Согласившись на сотрудничество с большевиками, поправшими свободу совести и отменившими свободу слова в России, «поэты-пророки» («витии» — как презрительно величает их в «Двенадцати» Блок) тем самым приговорили себя к лишению этой свободы. Никто из поэтов, бывших свидетелями или по крайней мере современниками кровавых злодеяний против собственного народа, граничащих с геноцидом, ни разу не посмел или не захотел возвысить голос протеста! Будь то красный террор 1918 г., массовые расстрелы в ЧК, удушение деревни, спровоцированный голод в Поволжье, преследование и высылка интеллигенции в 1922 г., расправа над инакомыслящими; будь то процессы «спецов», раскулачивание, насильственная коллективизация, массовые чистки середины тридцатых, сталинская культурная революция, показательные процессы вредителей всех мастей; будь то, наконец, людоедские вакханалии конца тридцатых и сороковых годов, прошедшие по стране опустошительным смерчем, — никто из тех поэтов, живших в России, кто некогда считал себя совестью нации, творцами Богочеловека, вестниками Мировой души и пророками великого Царства Духа, не решился воспротивиться торжествующему злу.
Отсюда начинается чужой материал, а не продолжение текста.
//! Kernel state locking mechanism
//!
//! Every mutable kernel datum lives in a [`CpuLockCell`], which can only be
//! read or written while holding the CPU Lock, the state in which the port
//! has interrupts disabled. The CPU Lock is materialized as a singleton
//! token; handing out the token is what makes a critical section a critical
//! section, and the borrow checker makes sure there is never more than one.
use core::{fmt, ops};
use tokenlock::UnsyncTokenLock;

use crate::{utils::Init, PortThreading};

pub(super) struct CpuLockTag<Traits>(Traits);

/// The key that "unlocks" [`CpuLockCell`].
pub(super) type CpuLockToken<Traits> = tokenlock::UnsyncSingletonToken<CpuLockTag<Traits>>;

/// The keyhole type for [`UnsyncTokenLock`] that can be "unlocked" by
/// [`CpuLockToken`].
pub(super) type CpuLockKeyhole<Traits> = tokenlock::SingletonTokenId<CpuLockTag<Traits>>;

/// Cell type that can be accessed by [`CpuLockToken`] (which can be
/// obtained by [`lock_cpu`]).
pub(super) struct CpuLockCell<Traits, T: ?Sized>(UnsyncTokenLock<T, CpuLockKeyhole<Traits>>);

impl<Traits, T> CpuLockCell<Traits, T> {
    pub(super) const fn new(x: T) -> Self {
        Self(UnsyncTokenLock::new(CpuLockKeyhole::INIT, x))
    }
}

// Safety: the contents can only be accessed through the CPU Lock token,
// of which at most one exists per `Traits` at any time.
unsafe impl<Traits, T: Send + ?Sized> Send for CpuLockCell<Traits, T> {}
unsafe impl<Traits, T: Send + ?Sized> Sync for CpuLockCell<Traits, T> {}

impl<Traits: PortThreading, T: ?Sized> CpuLockCell<Traits, T> {
    /// Return a debug formatting proxy of the cell. The given closure is
    /// used to format the cloned contents.
    ///
    /// `CpuLockCell` needs to acquire the CPU Lock when doing debug
    /// formatting and fails to do so if the CPU Lock is already active, in
    /// which case a placeholder is printed instead.
    pub(super) fn debug_fmt_with<'a, F: 'a + Fn(T, &mut fmt::Formatter) -> fmt::Result>(
        &'a self,
        f: F,
    ) -> impl fmt::Debug + 'a
    where
        T: Clone,
    {
        struct DebugFmtWith<'a, Traits, T: ?Sized, F> {
            cell: &'a CpuLockCell<Traits, T>,
            f: F,
        }

        impl<Traits: PortThreading, T: Clone, F: Fn(T, &mut fmt::Formatter) -> fmt::Result> fmt::Debug
            for DebugFmtWith<'_, Traits, T, F>
        {
            fn fmt(&self, f: &mut fmt::Formatter) -> fmt::Result {
                if let Ok(lock) = lock_cpu() {
                    let inner = self.cell.0.read(&*lock).clone();
                    drop(lock);

                    f.write_str("CpuLockCell(")?;
                    (self.f)(inner, f)?;
                    f.write_str(")")
                } else {
                    f.write_str("CpuLockCell(< locked >)")
                }
            }
        }

        DebugFmtWith { cell: self, f }
    }
}

impl<Traits: PortThreading, T: Clone + fmt::Debug> fmt::Debug for CpuLockCell<Traits, T> {
    fn fmt(&self, f: &mut fmt::Formatter) -> fmt::Result {
        self.debug_fmt_with(|x, f| x.fmt(f)).fmt(f)
    }
}

impl<Traits, T: Init> Init for CpuLockCell<Traits, T> {
    #[allow(clippy::declare_interior_mutable_const)]
    const INIT: Self = Self::new(T::INIT);
}

impl<Traits, T> ops::Deref for CpuLockCell<Traits, T> {
    type Target = UnsyncTokenLock<T, CpuLockKeyhole<Traits>>;
    fn deref(&self) -> &Self::Target {
        &self.0
    }
}

impl<Traits, T> ops::DerefMut for CpuLockCell<Traits, T> {
    fn deref_mut(&mut self) -> &mut Self::Target {
        &mut self.0
    }
}

/// Attempt to enter the CPU Lock state and get an RAII guard.
/// Fails if the kernel is already in the CPU Lock state.
pub(super) fn lock_cpu<Traits: PortThreading>() -> Result<CpuLockGuard<Traits>, BadContext> {
    // Safety: `try_enter_critical` is only meant to be called by the kernel
    if unsafe { Traits::try_enter_critical() } {
        // Safety: We just entered the CPU Lock state. This also means there
        //         are no instances of `CpuLockGuard` existing at this point.
        Ok(unsafe { assume_cpu_lock() })
    } else {
        Err(BadContext)
    }
}

/// The CPU Lock was already held.
#[derive(Debug, Clone, Copy, PartialEq, Eq)]
pub(super) struct BadContext;

/// Assume the CPU Lock state and get a `CpuLockGuard`.
///
/// # Safety
///
/// The system must really be in the CPU Lock state. There must be no
/// instances of `CpuLockGuard` existing at the point of the call.
pub(super) unsafe fn assume_cpu_lock<Traits: PortThreading>() -> CpuLockGuard<Traits> {
    debug_assert!(Traits::is_critical_active());

    CpuLockGuard {
        // Safety: There are no other instances of `CpuLockToken`; this is
        //         upheld by the caller.
        token: unsafe { CpuLockToken::new_unchecked() },
    }
}

/// RAII guard for the CPU Lock state.
///
/// [`CpuLockToken`] can be borrowed from this type.
pub(super) struct CpuLockGuard<Traits: PortThreading> {
    token: CpuLockToken<Traits>,
}

impl<Traits: PortThreading> CpuLockGuard<Traits> {
    /// Construct a [`CpuLockTokenRefMut`] by borrowing `self`.
    pub(super) fn borrow_mut(&mut self) -> CpuLockTokenRefMut<'_, Traits> {
        self.token.borrow_mut()
    }
}

impl<Traits: PortThreading> Drop for CpuLockGuard<Traits> {
    fn drop(&mut self) {
        // Safety: the CPU Lock is currently active, and it's us (the
        // kernel) who are currently controlling the CPU Lock state
        unsafe {
            Traits::leave_critical();
        }
    }
}

impl<Traits: PortThreading> ops::Deref for CpuLockGuard<Traits> {
    type Target = CpuLockToken<Traits>;
    fn deref(&self) -> &Self::Target {
        &self.token
    }
}

impl<Traits: PortThreading> ops::DerefMut for CpuLockGuard<Traits> {
    fn deref_mut(&mut self) -> &mut Self::Target {
        &mut self.token
    }
}

/// Borrowed version of [`CpuLockGuard`]. This is equivalent to
/// `&'a mut CpuLockGuard` but does not consume memory.
///
///  - Always prefer this over `&mut CpuLockGuard` in function parameters.
///  - When you pass `&'a mut _` to a function, the compiler automatically
///    reborrows it as `&'b mut _` so that the original `&'a mut _` remains
///    accessible after the function call. This does not happen with
///    `CpuLockTokenRefMut`. You have to call [`borrow_mut`] manually.
///
/// [`borrow_mut`]: tokenlock::UnsyncSingletonTokenRefMut::borrow_mut
pub(super) type CpuLockTokenRefMut<'a, Traits> =
    tokenlock::UnsyncSingletonTokenRefMut<'a, CpuLockTag<Traits>>;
Ангажированность литераторов нередко сказывалась и в личных отношениях. Чтобы обеспечить себе относительную безопасность, почти все вынуждены были избегать «подозрительных» контактов и осуждать собратьев по перу на собраниях. Когда Мандельштам в 1929 г. изнемогал, затравленный бездарностями, Пастернак добродушно заметил в письме к Н. Тихонову: «В какую непоучительную, неудобоваримую, граммофонно-газетную пустяковину превращает он это дареное, в руки валящееся испытанье, которое могло бы явиться источником обновленной силы и вновь молодого, нового достоинства, если бы только он решился признать свою вину, а не предпочитал горькой прелести этого сознанья совершенных пустяков вроде „общественных протестов“, „травли писателей“ и т. д. и т. д.
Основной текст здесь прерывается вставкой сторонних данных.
//! Round-robin quantum
//!
//! When several ready threads share the highest populated priority, a
//! one-shot quantum timer is armed for the running thread. On expiry the
//! ready list at that priority pivots one position and a yield is raised,
//! so equal-priority threads time-slice at quantum granularity. The timer
//! is cancelled whenever a different thread takes over or the tie
//! disappears.
use crate::{
    klock::{lock_cpu, CpuLockCell, CpuLockTokenRefMut},
    sched,
    thread::ThreadRef,
    timer::{CallbackData, Timer},
    utils::Init,
    KernelTraits,
};

pub(crate) struct QuantumState<Traits: KernelTraits> {
    timer: Timer<Traits>,

    /// The thread the quantum timer is currently armed for.
    active_thread: CpuLockCell<Traits, Option<ThreadRef<Traits>>>,
}

impl<Traits: KernelTraits> Init for QuantumState<Traits> {
    #[allow(clippy::declare_interior_mutable_const)]
    const INIT: Self = Self {
        timer: Timer::new(),
        active_thread: Init::INIT,
    };
}

impl<Traits: KernelTraits> QuantumState<Traits> {
    pub(crate) fn init(&self, lock: &mut CpuLockTokenRefMut<'_, Traits>) {
        self.timer.init_locked(lock);
    }
}

/// (Re)arm the quantum for `thread`, the thread about to run. A no-op if
/// it is already armed for that thread; cancelled if the thread has its
/// priority level to itself.
pub(crate) fn update<Traits: KernelTraits>(
    lock: &mut CpuLockTokenRefMut<'_, Traits>,
    thread: ThreadRef<Traits>,
) {
    let quantum = &Traits::state().timers.quantum;
    // Safety: registered threads are `&'static`
    let thread_cb = unsafe { thread.as_ref() };
    let prio = thread_cb.effective_priority(lock);

    if sched::ready_list::<Traits>(prio).has_multiple(lock) {
        if quantum.active_thread.get(&**lock) != Some(thread) {
            cancel(lock);
            quantum.active_thread.replace(&mut **lock, Some(thread));
            let quantum_ms = thread_cb.quantum_locked(lock);
            quantum.timer.start_locked(
                lock,
                true,
                quantum_ms,
                0,
                expire::<Traits>,
                CallbackData::null(),
            );
        }
    } else {
        cancel(lock);
    }
}

/// Disarm the quantum timer.
pub(crate) fn cancel<Traits: KernelTraits>(lock: &mut CpuLockTokenRefMut<'_, Traits>) {
    let quantum = &Traits::state().timers.quantum;
    if quantum.active_thread.replace(&mut **lock, None).is_some() {
        quantum.timer.stop_locked(lock);
    }
}

/// Quantum expiry: rotate the running priority's ready list and request
/// a switch on interrupt exit. Runs in interrupt context.
fn expire<Traits: KernelTraits>(
    _owner: Option<&'static crate::thread::Thread<Traits>>,
    _data: CallbackData,
) {
    let mut guard = lock_cpu::<Traits>().unwrap_or_else(|_| {
        // Safety: timer callbacks run with the CPU Lock released
        unsafe { crate::klock::assume_cpu_lock() }
    });
    let lock = &mut guard.borrow_mut();

    let quantum = &Traits::state().timers.quantum;
    quantum.active_thread.replace(&mut **lock, None);

    if let Some(cur) = sched::current_ref(lock) {
        // Safety: registered threads are `&'static`
        let prio = unsafe { cur.as_ref() }.effective_priority(lock);
        sched::ready_list::<Traits>(prio).pivot_forward(lock);
    }
    sched::yield_locked(lock);
}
Тут на днях собралась конфликтная комиссия. Его на ней не было, и я, защитник, первый признал его виновным, весело и по-товарищески, и тем же тоном напомнил, как трудно, временами, становится читать газеты (кампания по „разоблачению“ „бывших“ людей и пр. и пр.) и вообще, насколько было в моих силах, постарался дать движущий толчок общественнической лавине…» (‹147>
, т. 5, с. 277).Всеми отверженная Цветаева, вернувшись из эмиграции в Россию, ожидала помощи от своего «духовного брата» Пастернака, с которым ее связывала многолетняя романтическая творческая дружба, почти любовь «по переписке». Поэт же, пребывавший в силе, хотя уже и не являвшийся фаворитом вождя, из соображений осторожности от действенной помощи и вообще от излишних контактов с неблагонадежной возвращен-кой воздержался, хотя на словах сочувствовал…
Мы знаем, что Пастернак и некоторые другие писатели порой отказывались подписывать коллективные письма с осуждением «врагов народа» и «чуждых элементов» (например, Ахматовой в период травли), исходившие от Союза писателей, однако плохо знаем о тех случаях, когда такие письма подписывались, — ведь их было настолько много, что не подписать ни одного, нарушая субординацию, видимо, означало подписать приговор себе. К тому же единичный и малозаметный в общей массе жест «ослушания» фактически ничего не способен был изменить — при соблюдении «единственно верной» генеральной линии.
Большинство гениев Серебряного века, что пережили свою эпоху и оказались — по своей ли воле или по прихоти судьбы — в сталинской республике Советов, остро чувствовали свою чужеродность, свое неизбывное «отщепенство». Это чувство неполноценности подкреплялось и с другой стороны — осуждением бывших поклонников, которые не могли примириться с конформистской позицией своих былых кумиров. Так, Андрей Белый, вернувшийся в 1923 г. в совдеповскую Россию из Берлина, где он провел несколько послереволюционных лет, фактически прешел на позиции активного коллаборационизма.
«В связи с получением визы ему приходилось неоднократно посещать берлинские советские учреждения, где он до такой степени ругал своих заграничных друзей, что даже коммунистам стало противно его слушать» — свидетельствует В. Ходасевич (‹212>
, с. 69). Дальнейшее существование этого гениального писателя в условиях сталинского режима было сплошной цепью компромиссов с окружающей средой и собственной совестью, связанных с отказом от своего профетического призвания и профанацией священного дара витийства, о котором самим автором было столько сказано. Белый может считаться олицетворением и символом (пусть в утрированном варианте) целой плеяды своих маститых друзей и современников, отринувших пророческий жребий и выбравших путь сознательного многолетнего сотрудничества с новой властью.